このようにクラスタリングの結果は、必ずしも、絶対的なものではありません。よく論文で図示されていますが、あくまで1例であり、あるパターンに分かれる可能性を示したものにすぎません。(仮説の証明手段ではありません。)
特に全遺伝子でクラスタリングした場合、「sample1 と一番近いのは、 sample2 と sample3 のどちらか?」というような、結果の細部にあまりこだわらないほうがよいでしょう。前述のような計算方法の違いで多少前後する可能性があります。ある意味、当然のことなので、これらの結果に一喜一憂する必要はありません。
(その時、用いたデータセットとパラメーターを使えば、とりあえず、あるパターンに分かれて見えるという程度に理解した方が良いです。結果の解釈には生物学的な裏付けが求められます。)
似ているサンプルを探したい場合は、クラスタリングで見つけることができます。 MeV を用いた解析例を示します。
似ているサンプルを探していたい場合、クラスタリングのアルゴリズムとしては、「階層的クラスタリング」の手法がよく用いられます。
階層的クラスタリングでは、sample2 に一番似ているのは、sample3、その次は、sample1 というように、似ている順序が示されます。また、その順序は、系統樹(ツリー)で表現されます。
最終的には、各サンプルのヒートマップの上部(または下部)に、そのツリーを組み合わせてものが結果として用いられます。ツリーとヒートマップは独立していることに留意してください。ヒートマップを書かなくてもツリーは算出できますし、ツリーを算出したからといって、ヒートマップができるわけではありません。(ツリーの結果だけ、ヒートマップに後付けされることもあります。)MeV などのツールを用いれば、クラスタリングの結果が自動的にヒートマップになるので、誤解しやすい点です。
例えば、解析例1のデータをサンプル方向でクラスタリングすると下図のようになります。あえて、遺伝子方向のクラスタリングは行っていません。そのため、ヒートマップの色は分かれているように見えていませんが、どのサンプルが似ているかはツリーから確認できます。
遺伝子の変動パターンを分類するには、クラスタリングが用いられます。
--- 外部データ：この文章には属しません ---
mod rest_contact_repository;
mod traits;

pub use rest_contact_repository::RestContactRepository;
pub use traits::ContactRepository;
MeV を用いて、クラスタリングの手法の1つである k-means を使った例を紹介します。
MeV でデータを読み込み、クラスタリング手法(アルゴリズム)を選択します。(ここでは、クラスタリングの前に、log2変換と中央値からの距離に直す補正を行っています。操作方法はこちら)
ダイアログが表示されるので、パラメーターを設定します。ここでは、変動パターンで分類したいため、遺伝子方向のみのクラスタリングを行います。(似ているサンプルを探すのなら、サンプル方向にクラスタリングします。)
クラスターをいくつに分けるか指定します。標準では10個の設定です。
また、結果を見やすくするため、さらに階層的クラスタリングで処理するチェックを入れます。
結果の表示用の階層的クラスタリングのパラメーターを設定します。同様に遺伝子方向のみ指定しています。また、最適化のオプションにチェックを入れています。ほかのパラメーターは標準設定のものを使用しました。
ウィンドウの左側の結果をたどると、変動パターンで10個に分けられた各クラスターのヒートマップを確認できます。
また、 Expression Graphs を選択すると、各クラスターに含まれている遺伝子の折れ線グラフが表示されます。各クラスターに含まれている遺伝子の数もここでチェックできます。